___ Records shown ___

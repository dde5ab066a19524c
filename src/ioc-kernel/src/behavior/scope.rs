use std::fmt::{Display, Formatter, Result as FmtResult};
use std::sync::atomic::{AtomicBool, Ordering};

use crate::kernel::context::ServiceRequest;
use crate::kernel::resolver::{ActivationError, Resolver};
use crate::kernel::{Instance, Kernel};
use crate::service::ServiceType;

#[derive(Debug, Clone, Copy, PartialEq, Eq, Hash)]
pub struct ScopeId(u64);

impl ScopeId {
    pub(crate) fn new(id: u64) -> Self {
        Self(id)
    }

    pub fn get(&self) -> u64 {
        self.0
    }
}

impl Display for ScopeId {
    fn fmt(&self, f: &mut Formatter<'_>) -> FmtResult {
        write!(f, "scope#{}", self.0)
    }
}

/// A resolver whose requests share the instances of bindings registered in
/// activation scope.
///
/// Ending the scope, explicitly or by dropping it, destroys those instances.
pub struct ActivationScope {
    kernel: Kernel,
    id: ScopeId,
    ended: AtomicBool,
}

impl ActivationScope {
    pub(crate) fn new(kernel: Kernel, id: ScopeId) -> Self {
        Self {
            kernel,
            id,
            ended: AtomicBool::new(false),
        }
    }

    pub fn id(&self) -> ScopeId {
        self.id
    }

    pub fn kernel(&self) -> &Kernel {
        &self.kernel
    }

    pub fn is_ended(&self) -> bool {
        self.ended.load(Ordering::Acquire)
    }

    /// Destroys every instance cached for this scope. Calling it again does
    /// nothing.
    pub fn end(&self) -> Result<(), ActivationError> {
        if self.ended.swap(true, Ordering::AcqRel) {
            return Ok(());
        }
        self.kernel.end_scope(self.id)
    }

    fn scoped(&self, request: ServiceRequest) -> ServiceRequest {
        if request.scope().is_some() {
            request
        } else {
            request.within_scope(self.id)
        }
    }
}

impl Resolver for ActivationScope {
    fn resolve_request(
        &self,
        request: ServiceRequest,
    ) -> Result<Option<Instance>, ActivationError> {
        self.kernel.resolve_request(self.scoped(request))
    }

    fn resolve_all_requests(
        &self,
        request: ServiceRequest,
    ) -> Result<Vec<Instance>, ActivationError> {
        self.kernel.resolve_all_requests(self.scoped(request))
    }

    fn coerce(&self, value: &Instance, target: ServiceType) -> Option<Instance> {
        self.kernel.coerce(value, target)
    }
}

impl Drop for ActivationScope {
    fn drop(&mut self) {
        if let Err(err) = self.end() {
            tracing::warn!(scope = %self.id, error = %err, "failed to end activation scope");
        }
    }
}
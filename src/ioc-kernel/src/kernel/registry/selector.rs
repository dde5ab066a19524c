use std::sync::Arc;

use crate::kernel::context::ServiceRequest;
use crate::kernel::registry::Binding;
use crate::kernel::resolver::ActivationError;

/// Chooses the binding which serves `request`.
///
/// The bindings split into the default one, if any, and the non-default ones
/// whose condition holds:
///
/// - exactly one matching non-default binding wins over the default,
/// - no match falls back to the default,
/// - several matches fall back to the default too,
/// - several matches without a default are ambiguous,
/// - nothing at all is not found.
pub fn select_binding(
    bindings: &[Arc<Binding>],
    request: &ServiceRequest,
) -> Result<Arc<Binding>, ActivationError> {
    let default = bindings.iter().find(|binding| binding.is_default());
    let matching: Vec<_> = bindings
        .iter()
        .filter(|binding| binding.is_conditional() && binding.matches(request))
        .collect();

    let selected = match (matching.as_slice(), default) {
        ([binding], _) => Arc::clone(binding),
        (_, Some(default)) => Arc::clone(default),
        ([], None) => {
            return Err(ActivationError::NotFound {
                service: request.service(),
                chain: request.chain(),
            })
        }
        (_, None) => {
            return Err(ActivationError::AmbiguousBinding {
                service: request.service(),
                bindings: matching.iter().map(ToString::to_string).collect(),
                chain: request.chain(),
            })
        }
    };

    tracing::trace!(
        service = %request.service(),
        binding = %selected,
        candidates = matching.len(),
        "selected binding",
    );
    Ok(selected)
}

/// Every binding whose condition holds for `request`, in registration order.
pub fn select_all(bindings: &[Arc<Binding>], request: &ServiceRequest) -> Vec<Arc<Binding>> {
    bindings
        .iter()
        .filter(|binding| binding.matches(request))
        .cloned()
        .collect()
}
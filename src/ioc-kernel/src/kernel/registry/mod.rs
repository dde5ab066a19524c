mod binding_map;
mod configurer;
mod selector;

use std::collections::HashMap;
use std::error::Error;
use std::fmt::{Debug, Display, Formatter, Result as FmtResult};
use std::sync::{Arc, OnceLock};

use snafu::prelude::*;

use crate::behavior::{Behavior, LifecyclePolicy};
use crate::interception::{Advice, InterceptorSource, ProxyFactory};
use crate::kernel::context::ServiceRequest;
use crate::kernel::resolver::ActivationError;
use crate::kernel::Instance;
use crate::planning::{ActivationPlan, BoxError, TypeDescriptor};
use crate::provider::Provider;
use crate::service::{ImplementationType, ServiceType};

pub use binding_map::BindingMap;
pub(crate) use configurer::{ConfigurerImpl, Registration};
pub use selector::{select_all, select_binding};

pub type Condition = Arc<dyn Fn(&ServiceRequest) -> bool + Send + Sync>;

pub type BindingAction = Arc<dyn Fn(&Instance) -> Result<(), BoxError> + Send + Sync>;

#[derive(Debug, Clone, Copy, PartialEq, Eq, Hash, PartialOrd, Ord, Default)]
pub struct BindingId(usize);

impl BindingId {
    pub fn get(&self) -> usize {
        self.0
    }
}

impl Display for BindingId {
    fn fmt(&self, f: &mut Formatter<'_>) -> FmtResult {
        write!(f, "#{}", self.0)
    }
}

/// Maps a service type to the provider of its instances, together with the
/// policies applied to them.
///
/// An unconditional binding is the default binding of its service unless it
/// was registered as additional. At most one default binding may exist per
/// service.
pub struct Binding {
    id: BindingId,
    service: ServiceType,
    provider: Arc<dyn Provider>,
    policy: Option<LifecyclePolicy>,
    behavior: OnceLock<Arc<dyn Behavior>>,
    condition: Option<Condition>,
    additional: bool,
    inline_arguments: HashMap<&'static str, Instance>,
    advice: Vec<Advice>,
    proxy: Option<Arc<dyn ProxyFactory>>,
    activation_actions: Vec<BindingAction>,
    deactivation_actions: Vec<BindingAction>,
}

impl Binding {
    pub fn new(service: ServiceType, provider: Arc<dyn Provider>) -> Self {
        Self {
            id: BindingId::default(),
            service,
            provider,
            policy: None,
            behavior: OnceLock::new(),
            condition: None,
            additional: false,
            inline_arguments: HashMap::new(),
            advice: Vec::new(),
            proxy: None,
            activation_actions: Vec::new(),
            deactivation_actions: Vec::new(),
        }
    }

    pub fn id(&self) -> BindingId {
        self.id
    }

    pub(crate) fn set_id(&mut self, id: BindingId) {
        self.id = id;
    }

    pub fn service(&self) -> ServiceType {
        self.service
    }

    pub fn provider(&self) -> &Arc<dyn Provider> {
        &self.provider
    }

    pub fn implementation_type(&self, request: &ServiceRequest) -> ImplementationType {
        self.provider.implementation_type(request)
    }

    pub fn policy(&self) -> Option<&LifecyclePolicy> {
        self.policy.as_ref()
    }

    pub fn set_policy(&mut self, policy: LifecyclePolicy) {
        self.policy = Some(policy);
    }

    /// The behavior of this binding, created on first use from the explicit
    /// policy, else from the lifecycle recorded in `plan`, else transient.
    pub fn behavior(&self, plan: &ActivationPlan) -> &Arc<dyn Behavior> {
        self.behavior.get_or_init(|| {
            self.policy
                .as_ref()
                .or(plan.lifecycle())
                .unwrap_or(&LifecyclePolicy::Transient)
                .create_behavior()
        })
    }

    /// The behavior, if some request already created it.
    pub fn initialized_behavior(&self) -> Option<&Arc<dyn Behavior>> {
        self.behavior.get()
    }

    pub fn condition(&self) -> Option<&Condition> {
        self.condition.as_ref()
    }

    pub fn set_condition(&mut self, condition: Condition) {
        self.condition = Some(condition);
    }

    /// Keeps an unconditional binding from becoming the default one.
    pub fn set_additional(&mut self, additional: bool) {
        self.additional = additional;
    }

    pub fn is_default(&self) -> bool {
        self.condition.is_none() && !self.additional
    }

    pub fn is_conditional(&self) -> bool {
        !self.is_default()
    }

    /// Whether the condition holds for `request`. Unconditional bindings
    /// always match.
    pub fn matches(&self, request: &ServiceRequest) -> bool {
        self.condition
            .as_ref()
            .is_none_or(|condition| condition(request))
    }

    pub fn inline_argument(&self, name: &str) -> Option<&Instance> {
        self.inline_arguments.get(name)
    }

    pub fn set_inline_argument(&mut self, name: &'static str, value: Instance) -> Option<Instance> {
        self.inline_arguments.insert(name, value)
    }

    pub fn advice(&self) -> &[Advice] {
        &self.advice
    }

    pub fn add_advice(&mut self, advice: Advice) {
        self.advice.push(advice);
    }

    pub fn proxy(&self) -> Option<&Arc<dyn ProxyFactory>> {
        self.proxy.as_ref()
    }

    pub fn set_proxy(&mut self, proxy: Arc<dyn ProxyFactory>) {
        self.proxy = Some(proxy);
    }

    pub fn activation_actions(&self) -> &[BindingAction] {
        &self.activation_actions
    }

    pub fn add_activation_action(&mut self, action: BindingAction) {
        self.activation_actions.push(action);
    }

    pub fn deactivation_actions(&self) -> &[BindingAction] {
        &self.deactivation_actions
    }

    pub fn add_deactivation_action(&mut self, action: BindingAction) {
        self.deactivation_actions.push(action);
    }
}

impl Display for Binding {
    fn fmt(&self, f: &mut Formatter<'_>) -> FmtResult {
        write!(f, "binding {} of {}", self.id, self.service)?;
        if self.condition.is_some() {
            f.write_str(" (conditional)")?;
        } else if self.additional {
            f.write_str(" (additional)")?;
        }
        Ok(())
    }
}

impl Debug for Binding {
    fn fmt(&self, f: &mut Formatter<'_>) -> FmtResult {
        f.debug_struct("Binding")
            .field("id", &self.id)
            .field("service", &self.service)
            .field("policy", &self.policy)
            .field("default", &self.is_default())
            .field("inline_arguments", &self.inline_arguments.keys())
            .field("advice", &self.advice.len())
            .finish_non_exhaustive()
    }
}

pub trait Configurer: Send + Sync + 'static {
    #[doc(hidden)]
    #[allow(private_interfaces)]
    fn as_private(&mut self) -> &mut dyn ConfigurerPrivate;

    fn report_module_error(&mut self, module: &'static str, err: Box<dyn Error + Send + Sync>);
}

trait ConfigurerPrivate: Configurer {
    fn dyn_register(&mut self, binding: Binding);

    fn dyn_register_descriptor(&mut self, descriptor: TypeDescriptor);

    fn dyn_register_interceptor(&mut self, name: &'static str, source: InterceptorSource);

    fn dyn_register_advice(&mut self, advice: Advice);
}

pub trait TypedConfigurer: Configurer {
    fn register(&mut self, binding: Binding) {
        self.as_private().dyn_register(binding);
    }

    /// Makes the metadata of a type known to the planner.
    fn register_descriptor(&mut self, descriptor: TypeDescriptor) {
        self.as_private().dyn_register_descriptor(descriptor);
    }

    /// Registers an interceptor that interceptor markers refer to by name.
    fn register_interceptor(&mut self, name: &'static str, source: InterceptorSource) {
        self.as_private().dyn_register_interceptor(name, source);
    }

    /// Registers advice matched against every intercepted call.
    fn register_advice(&mut self, advice: Advice) {
        self.as_private().dyn_register_advice(advice);
    }
}

impl<T: Configurer + ?Sized> TypedConfigurer for T {}

#[derive(Debug, Snafu)]
#[non_exhaustive]
pub enum RegistryError {
    #[snafu(display("a default binding of {service} already exists"))]
    #[non_exhaustive]
    DuplicateDefault { service: ServiceType },
    #[snafu(display("the interceptor `{name}` is already registered"))]
    #[non_exhaustive]
    DuplicateInterceptor { name: &'static str },
    #[snafu(display("module {module} fails to setup the configuration"))]
    #[non_exhaustive]
    ModuleInner {
        module: &'static str,
        source: Box<dyn Error + Send + Sync>,
    },
    #[snafu(display("could not eagerly activate {service}"))]
    #[non_exhaustive]
    EagerActivation {
        service: ServiceType,
        source: ActivationError,
    },
    #[snafu(display("aggregated registry errors:\n{}", AggregatedDisplayer::new(errors)))]
    Aggregated { errors: Vec<RegistryError> },
}

struct AggregatedDisplayer<'a> {
    errors: &'a [RegistryError],
}

impl<'a> AggregatedDisplayer<'a> {
    fn new(errors: &'a [RegistryError]) -> Self {
        Self { errors }
    }
}

impl Display for AggregatedDisplayer<'_> {
    fn fmt(&self, f: &mut Formatter<'_>) -> FmtResult {
        for (i, error) in self.errors.iter().enumerate() {
            writeln!(f, "{:4}: {}", i + 1, error)?;
        }
        Ok(())
    }
}
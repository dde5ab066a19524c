use std::fmt::{Debug, Formatter, Result as FmtResult};
use std::marker::PhantomData;
use std::sync::Arc;

use crate::kernel::context::{Context, ServiceRequest};
use crate::kernel::resolver::{ActivationError, ForwardingResolver, Resolver};
use crate::kernel::{InstanceReference, Managed};
use crate::planning::BoxError;
use crate::provider::{seal_shared, Provider};
use crate::service::ImplementationType;

/// A [`Provider`] which supplies objects from a closure.
///
/// The closure receives a [`ForwardingResolver`], so that dependencies it
/// fetches become children of the current request. It returns the outer
/// error when a dependency can't be resolved and the inner one when the
/// construction itself fails.
///
/// # Examples
///
/// ```rust
/// # use std::convert::Infallible;
/// # use std::sync::Arc;
/// # use ioc_kernel::provider::MethodProvider;
/// let provider = MethodProvider::new(|_| Ok(Ok::<_, Infallible>(Arc::new(42u32))));
/// ```
pub struct MethodProvider<S, F, E>
where
    S: ?Sized + Send + Sync + 'static,
{
    method: F,
    _marker: PhantomData<fn() -> (Arc<S>, E)>,
}

impl<S, F, E> MethodProvider<S, F, E>
where
    S: ?Sized + Send + Sync + 'static,
    F: Fn(&ForwardingResolver<'_>) -> Result<Result<Arc<S>, E>, ActivationError>
        + Send
        + Sync
        + 'static,
    E: Into<BoxError> + 'static,
{
    pub fn new(method: F) -> Self {
        Self {
            method,
            _marker: PhantomData,
        }
    }
}

impl<S, F, E> Debug for MethodProvider<S, F, E>
where
    S: ?Sized + Send + Sync + 'static,
{
    fn fmt(&self, f: &mut Formatter<'_>) -> FmtResult {
        f.debug_struct("MethodProvider")
            .field("service", &std::any::type_name::<S>())
            .finish_non_exhaustive()
    }
}

impl<S, F, E> Provider for MethodProvider<S, F, E>
where
    S: ?Sized + Send + Sync + 'static,
    F: Fn(&ForwardingResolver<'_>) -> Result<Result<Arc<S>, E>, ActivationError>
        + Send
        + Sync
        + 'static,
    E: Into<BoxError> + 'static,
{
    fn implementation_type(&self, _request: &ServiceRequest) -> ImplementationType {
        ImplementationType::of::<Arc<S>>()
    }

    fn create(
        &self,
        resolver: &dyn Resolver,
        context: &Arc<Context>,
    ) -> Result<Option<Box<dyn Managed>>, ActivationError> {
        let forwarding = ForwardingResolver::new(resolver, context);
        match (self.method)(&forwarding)? {
            Ok(object) => Ok(Some(Box::new(object))),
            Err(err) => {
                let source: BoxError = err.into();
                Err(ActivationError::Construction {
                    service: context.service(),
                    source: Arc::from(source),
                    chain: context.chain(),
                })
            }
        }
    }

    fn seal(
        &self,
        context: &Context,
        raw: Box<dyn Managed>,
    ) -> Result<InstanceReference, ActivationError> {
        seal_shared::<S>(context, raw)
    }
}

#[cfg(test)]
mod tests {
    use std::convert::Infallible;

    use crate::kernel::context::Parameters;
    use crate::kernel::registry::Binding;
    use crate::kernel::resolver::{MockResolver, TypedResolver};
    use crate::planning::ActivationPlan;
    use crate::service::ServiceType;

    use super::*;

    fn make_context<P: Provider>(provider: P) -> Arc<Context> {
        let implementation = provider.implementation_type(&ServiceRequest::new(
            ServiceType::of::<String>(),
            Parameters::new(),
        ));
        let binding = Binding::new(ServiceType::of::<String>(), Arc::new(provider));
        Arc::new(Context::new(
            ServiceRequest::new(ServiceType::of::<String>(), Parameters::new()),
            Arc::new(binding),
            Arc::new(ActivationPlan::opaque(implementation)),
        ))
    }

    #[test]
    fn method_provider_create_resolves_children_of_current_context() {
        let provider = MethodProvider::new(|resolver: &ForwardingResolver<'_>| {
            let count = resolver.get::<u8>()?;
            Ok(Ok::<_, Infallible>(Arc::new("x".repeat(*count as usize))))
        });
        let context = make_context(MethodProvider::new(|_: &ForwardingResolver<'_>| {
            Ok(Ok::<_, Infallible>(Arc::new(String::new())))
        }));
        let mut resolver = MockResolver::new();
        resolver
            .expect_resolve_request()
            .withf(|request| request.parent().is_some())
            .returning(|_| Ok(Some(crate::kernel::Instance::from_value(3u8))));

        let raw = provider.create(&resolver, &context).unwrap().unwrap();
        let reference = provider.seal(&context, raw).unwrap();
        assert_eq!(*reference.instance().downcast::<String>().unwrap(), "xxx");
        assert!(reference.concrete().is_none());
    }

    #[test]
    fn method_provider_create_fails_when_method_fails() {
        let provider = MethodProvider::new(|_: &ForwardingResolver<'_>| {
            Ok(Err::<Arc<String>, _>("broken"))
        });
        let context = make_context(MethodProvider::new(|_: &ForwardingResolver<'_>| {
            Ok(Ok::<_, Infallible>(Arc::new(String::new())))
        }));
        let resolver = MockResolver::new();

        match provider.create(&resolver, &context) {
            Err(err @ ActivationError::Construction { .. }) => {
                assert!(err.to_string().contains("broken"));
            }
            other => panic!("unexpected result: {:?}", other.map(|_| ())),
        }
    }
}
use std::sync::Arc;

use crate::kernel::context::{Context, ServiceRequest};
use crate::kernel::resolver::{ActivationError, Resolver};
use crate::kernel::Instance;
use crate::planning::Target;

/// Produces the value of one injection target.
pub trait ArgumentResolver: Send + Sync + 'static {
    fn resolve(
        &self,
        resolver: &dyn Resolver,
        context: &Arc<Context>,
        target: &Target,
    ) -> Result<Option<Instance>, ActivationError>;
}

/// Looks for a value in this order, the first hit wins:
///
/// 1. a transient parameter of the current request with the target's name,
/// 2. an inline argument of the binding with the target's name, coerced to
///    the target type when needed,
/// 3. a child request resolved through `resolver`.
#[derive(Debug, Default)]
pub struct StandardArgumentResolver;

impl ArgumentResolver for StandardArgumentResolver {
    fn resolve(
        &self,
        resolver: &dyn Resolver,
        context: &Arc<Context>,
        target: &Target,
    ) -> Result<Option<Instance>, ActivationError> {
        if let Some(value) = context.request().parameters().get(target.name()) {
            tracing::trace!(target = %target, "using transient parameter");
            return Ok(Some(value.clone()));
        }

        if let Some(value) = context.binding().inline_argument(target.name()) {
            if value.service_type() == target.service() {
                return Ok(Some(value.clone()));
            }
            return resolver
                .coerce(value, target.service())
                .map(Some)
                .ok_or_else(|| ActivationError::InvalidInlineArgument {
                    name: target.name(),
                    expected: target.service(),
                    actual: value.service_type(),
                    chain: context.chain(),
                });
        }

        resolver.resolve_request(ServiceRequest::child(context, target))
    }
}
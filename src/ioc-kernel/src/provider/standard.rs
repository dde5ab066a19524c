use std::any;
use std::fmt::{Debug, Formatter, Result as FmtResult};
use std::sync::Arc;

use crate::kernel::context::{Context, ServiceRequest};
use crate::kernel::resolver::{ActivationError, Resolver};
use crate::kernel::{Instance, InstanceReference, Managed};
use crate::planning::{resolve_arguments, Injectable};
use crate::provider::{foreign_object, Provider};
use crate::service::ImplementationType;
use crate::util::any::Downcast;

/// Constructs `I` through the constructor chosen by its activation plan and
/// hands it out as the service `S`.
///
/// `cast` converts the concrete object into the service, usually an unsizing
/// coercion such as `|object| object as Arc<dyn Trait>`.
pub struct StandardProvider<I, S>
where
    I: Injectable,
    S: ?Sized + Send + Sync + 'static,
{
    cast: fn(Arc<I>) -> Arc<S>,
}

impl<I, S> StandardProvider<I, S>
where
    I: Injectable,
    S: ?Sized + Send + Sync + 'static,
{
    pub fn new(cast: fn(Arc<I>) -> Arc<S>) -> Self {
        Self { cast }
    }
}

impl<I> StandardProvider<I, I>
where
    I: Injectable,
{
    /// Hands out `I` itself.
    pub fn to_self() -> Self {
        Self::new(|object| object)
    }
}

impl<I, S> Debug for StandardProvider<I, S>
where
    I: Injectable,
    S: ?Sized + Send + Sync + 'static,
{
    fn fmt(&self, f: &mut Formatter<'_>) -> FmtResult {
        f.debug_struct("StandardProvider")
            .field("implementation", &any::type_name::<I>())
            .field("service", &any::type_name::<S>())
            .finish()
    }
}

impl<I, S> Provider for StandardProvider<I, S>
where
    I: Injectable,
    S: ?Sized + Send + Sync + 'static,
{
    fn implementation_type(&self, _request: &ServiceRequest) -> ImplementationType {
        ImplementationType::of::<I>()
    }

    fn create(
        &self,
        resolver: &dyn Resolver,
        context: &Arc<Context>,
    ) -> Result<Option<Box<dyn Managed>>, ActivationError> {
        let plan = context.plan();
        let Some(constructor) = plan.constructor() else {
            return Err(ActivationError::NoConstructor {
                implementation: plan.implementation(),
                chain: context.chain(),
            });
        };

        let arguments = resolve_arguments(constructor.arguments(), resolver, context)?;
        tracing::trace!(
            implementation = %plan.implementation(),
            constructor = constructor.name(),
            arguments = arguments.len(),
            "invoking constructor",
        );
        let object =
            (constructor.invoker())(arguments).map_err(|err| ActivationError::Construction {
                service: context.service(),
                source: Arc::from(err),
                chain: context.chain(),
            })?;
        Ok(Some(object))
    }

    fn seal(
        &self,
        context: &Context,
        raw: Box<dyn Managed>,
    ) -> Result<InstanceReference, ActivationError> {
        let object: Arc<I> = match raw.downcast::<I>() {
            Ok(object) => Arc::from(object),
            Err(raw) => return Err(foreign_object(context, &*raw)),
        };
        let concrete: Arc<dyn Managed> = Arc::clone(&object) as Arc<dyn Managed>;
        Ok(InstanceReference::new(
            Instance::new((self.cast)(object)),
            Some(concrete),
        ))
    }
}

___

## Directions for this task
Look through the entries above for the word "Ordering". Copy every line where it shows up.

## Response
use std::sync::atomic::{AtomicBool, Ordering};
        self.ended.load(Ordering::Acquire)
        if self.ended.swap(true, Ordering::AcqRel) {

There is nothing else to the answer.